Although our cohort was smaller than that in another prospective study of BRCA1 and BRCA2 germline pathogenic mutations in a Chinese population (172 vs. 316) (13), our study has a larger Chinese cohort with BRCA1 and BRCA2 germline pathogenic mutations (9 vs. 2, 72 vs. 20). The BRCA2 germline mutation carriers in the present study were at an earlier age, i.e., 67 years (range, 34–89 years), which was similar to previous reports of patients with PCa with BRCA2 mutations having an earlier age of diagnosis (14). Furthermore, most of the clinical stages were concentrated in the mCRPC stage and had high Gleason scores, and the frequency of BRCA1 and BRCA2 germline mutations during the metastatic PCa (MPC) stage (mHSPC and mCRPC) was higher than that in the localized stage. These results confirm that BRCA1/2 mutation carriers are more likely to have lymph node involvement and distant metastases (15). BRCA-positive PCa populations often have higher Gleason scores (≥8) and higher tumor-node-metastasis (TNM) stage (15). These findings could provide more comprehensive evidence for novel endocrine therapy treatments for PCa. New endocrine therapy has a better effect on BRCA mutation carriers compared with non-carriers in the mCRPC population, and PCa populations with BRCA1 or BRCA2 mutations could benefit from abiraterone or enzalutamide treatment (16).
Analysis of BRCA Variants
Understanding the distribution of pathogenic variants in BRCA1/2 in key domains (exons or introns) and the role of each specific variant is of great significance for PCa treatment. Here, BRCA1/2 variant analysis revealed no distinct hotspot mutation. In patients with PCa, the BRCA2 gene has a higher risk of mutations in the c.756-c.1000 and c.7914+ regions (17, 18). However, our results yield no similar conclusions: the frequency of BRCA2 mutation was 16.55% (24/145) in the c.7914+ region, and was 8.97% (13/145) in the in c.756-c.1000 region.

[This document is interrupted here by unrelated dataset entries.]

//! Database models for audit entries.

use chrono::NaiveDateTime;
use diesel::prelude::*;
use diesel::SqliteConnection;

use pmajay_core::audit::{AuditLog, NewAuditLog};
use pmajay_core::Result;

use crate::errors::{IntoCore, StorageError};
use crate::schema::audit_logs;

#[derive(Queryable, Identifiable, Selectable, PartialEq, Debug, Clone)]
#[diesel(table_name = crate::schema::audit_logs)]
#[diesel(check_for_backend(diesel::sqlite::Sqlite))]
pub struct AuditLogDB {
    pub id: i32,
    pub user_id: Option<i32>,
    pub action: String,
    pub entity_type: String,
    pub entity_id: Option<i32>,
    pub metadata: Option<String>,
    pub created_at: NaiveDateTime,
}

#[derive(Insertable, Debug, Clone)]
#[diesel(table_name = crate::schema::audit_logs)]
pub struct NewAuditLogDB {
    pub user_id: Option<i32>,
    pub action: String,
    pub entity_type: String,
    pub entity_id: Option<i32>,
    pub metadata: Option<String>,
}

impl From<AuditLogDB> for AuditLog {
    fn from(db: AuditLogDB) -> Self {
        Self {
            id: db.id,
            user_id: db.user_id,
            action: db.action,
            entity_type: db.entity_type,
            entity_id: db.entity_id,
            metadata: db
                .metadata
                .as_deref()
                .and_then(|raw| serde_json::from_str(raw).ok()),
            created_at: db.created_at,
        }
    }
}

impl TryFrom<NewAuditLog> for NewAuditLogDB {
    type Error = StorageError;

    fn try_from(domain: NewAuditLog) -> std::result::Result<Self, Self::Error> {
        let metadata = domain
            .metadata
            .as_ref()
            .map(serde_json::to_string)
            .transpose()?;
        Ok(Self {
            user_id: domain.user_id,
            action: domain.action,
            entity_type: domain.entity_type,
            entity_id: domain.entity_id,
            metadata,
        })
    }
}

/// Writes an audit entry on the caller's connection, so it commits or rolls
/// back together with the change it records.
pub(crate) fn insert_audit_log(conn: &mut SqliteConnection, entry: NewAuditLog) -> Result<()> {
    let row = NewAuditLogDB::try_from(entry)?;
    diesel::insert_into(audit_logs::table)
        .values(row)
        .execute(conn)
        .into_core()?;
    Ok(())
}
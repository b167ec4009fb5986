use csv::WriterBuilder;

use crate::dashboard::dashboard_model::StateBreakdown;
use crate::errors::{Error, Result};

const HEADER: [&str; 4] = ["State", "Projects", "Budget", "Progress"];

/// Renders the per-state breakdown as CSV, one row per state.
pub fn write_state_report(rows: &[StateBreakdown]) -> Result<String> {
    let mut writer = WriterBuilder::new().from_writer(Vec::new());
    writer
        .write_record(HEADER)
        .map_err(|e| Error::Export(e.to_string()))?;
    for row in rows {
        writer
            .write_record([
                row.name.clone(),
                row.project_count.to_string(),
                row.total_budget.to_string(),
                format!("{:.2}", row.avg_progress),
            ])
            .map_err(|e| Error::Export(e.to_string()))?;
    }
    let bytes = writer
        .into_inner()
        .map_err(|e| Error::Export(e.to_string()))?;
    String::from_utf8(bytes).map_err(|e| Error::Export(e.to_string()))
}
use std::sync::Arc;

use axum::{
    extract::{Multipart, State},
    http::StatusCode,
    routing::{get, post},
    Extension, Json, Router,
};
use chrono::Utc;
use pmajay_core::reports::{sanitize_file_name, NewReport, Report};
use pmajay_core::users::Actor;
use serde::Serialize;

use crate::{
    auth::{gated, FIELD_STAFF},
    error::{ApiError, ApiResult},
    extract::ApiPath,
    main_lib::AppState,
};

#[derive(Serialize)]
struct UploadResponse {
    id: i32,
    message: String,
    file_path: String,
}

struct UploadForm {
    file_name: String,
    content: Vec<u8>,
    project_id: i32,
    notes: Option<String>,
}

async fn read_upload_form(mut multipart: Multipart) -> ApiResult<UploadForm> {
    let mut file: Option<(String, Vec<u8>)> = None;
    let mut project_id: Option<String> = None;
    let mut notes: Option<String> = None;

    while let Some(field) = multipart.next_field().await.map_err(|e| {
        ApiError::BadRequest(format!("Failed to read multipart field: {}", e))
    })? {
        let name = field.name().unwrap_or("").to_string();
        match name.as_str() {
            "file" => {
                let file_name = field.file_name().unwrap_or("upload").to_string();
                let bytes = field.bytes().await.map_err(|e| {
                    ApiError::BadRequest(format!("Failed to read file content: {}", e))
                })?;
                file = Some((file_name, bytes.to_vec()));
            }
            "project_id" | "notes" => {
                let text = field.text().await.map_err(|e| {
                    ApiError::BadRequest(format!("Failed to read field {}: {}", name, e))
                })?;
                if name == "project_id" {
                    project_id = Some(text);
                } else if !text.trim().is_empty() {
                    notes = Some(text);
                }
            }
            _ => {}
        }
    }

    let (file_name, content) =
        file.ok_or_else(|| ApiError::BadRequest("No file uploaded".to_string()))?;
    let project_id = project_id
        .as_deref()
        .map(str::trim)
        .filter(|s| !s.is_empty())
        .ok_or_else(|| ApiError::BadRequest("project_id is required".to_string()))?
        .parse::<i32>()
        .map_err(|_| ApiError::BadRequest("project_id must be a number".to_string()))?;

    Ok(UploadForm {
        file_name,
        content,
        project_id,
        notes,
    })
}

async fn upload_report(
    State(state): State<Arc<AppState>>,
    Extension(actor): Extension<Actor>,
    multipart: Multipart,
) -> ApiResult<(StatusCode, Json<UploadResponse>)> {
    let form = read_upload_form(multipart).await?;
    state
        .report_service
        .ensure_upload_target(&actor, form.project_id)?;

    let stored_name = format!(
        "{}-{}",
        Utc::now().timestamp_millis(),
        sanitize_file_name(&form.file_name)
    );
    let disk_path = state.upload_dir.join(&stored_name);
    tokio::fs::write(&disk_path, &form.content)
        .await
        .map_err(|e| ApiError::Internal(format!("Failed to store upload: {}", e)))?;

    let new_report = NewReport {
        project_id: form.project_id,
        uploaded_by: actor.user_id,
        file_path: format!("/uploads/{}", stored_name),
        notes: form.notes,
    };
    let report = match state.report_service.create_report(&actor, new_report).await {
        Ok(report) => report,
        Err(err) => {
            if let Err(e) = tokio::fs::remove_file(&disk_path).await {
                tracing::warn!("Could not remove orphaned upload {}: {}", stored_name, e);
            }
            return Err(err.into());
        }
    };

    Ok((
        StatusCode::CREATED,
        Json(UploadResponse {
            id: report.id,
            message: "Report uploaded successfully".to_string(),
            file_path: report.file_path,
        }),
    ))
}

async fn list_project_reports(
    ApiPath(id): ApiPath<i32>,
    State(state): State<Arc<AppState>>,
) -> ApiResult<Json<Vec<Report>>> {
    let reports = state.report_service.get_reports(id)?;
    Ok(Json(reports))
}

pub fn router(state: &Arc<AppState>) -> Router<Arc<AppState>> {
    Router::new()
        .route("/projects/{id}/reports", get(list_project_reports))
        .merge(gated(
            Router::new().route("/reports", post(upload_report)),
            state,
            FIELD_STAFF,
        ))
}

Notably, each variant type showed different characteristics. Here, the top three BRCA variants were frameshift, missense, and splicing variants. Meta-analyses investigating the presence of BRCA genes in patients with cancer found that the missense variant was the most frequent in patients with BRCA1 and BRCA2 variants (19). However, our results show that the frameshift variant was the most frequent in BRCA2 variant carriers, and that all of the variants were pathogenic. Therefore, it is necessary to develop new specific tests for exon or intron–exon boundaries for more accurate PCa clinical diagnosis and treatment.
Differences Between BRCA1 and BRCA2 Mutations
We collected BRCA1/2 gene germline mutation data from the Chinese PCa population, and found that the BRCA2 mutation frequency (69.19%) was much higher than that of BRCA1 (32.56%), and that most mutations occurred at the MPC (mHSPC and mCRPC) stage. This suggests that there might be different tumor gene expression patterns in BRCA2. This is similar to previous studies reporting that the characteristics of BRCA2 mutated tumors were more similar to those of mCRPC than of LAPC (20–22). In 6,902 men with BRCA1 or BRCA2 mutations who developed cancer, especially breast, prostate, and pancreatic cancer, and multiple primary tumors, there was an association with a higher rate of BRCA2 mutations (23). Moreover, clinical trial data (TRITON2 and PROfound) have shown that patients with BRCA2 mutations could benefit more from PARPi than those with BRCA1 mutations (24). These results suggest that patients with PCa with BRCA2 mutations might receive higher prognostic benefit than BRCA1 carriers.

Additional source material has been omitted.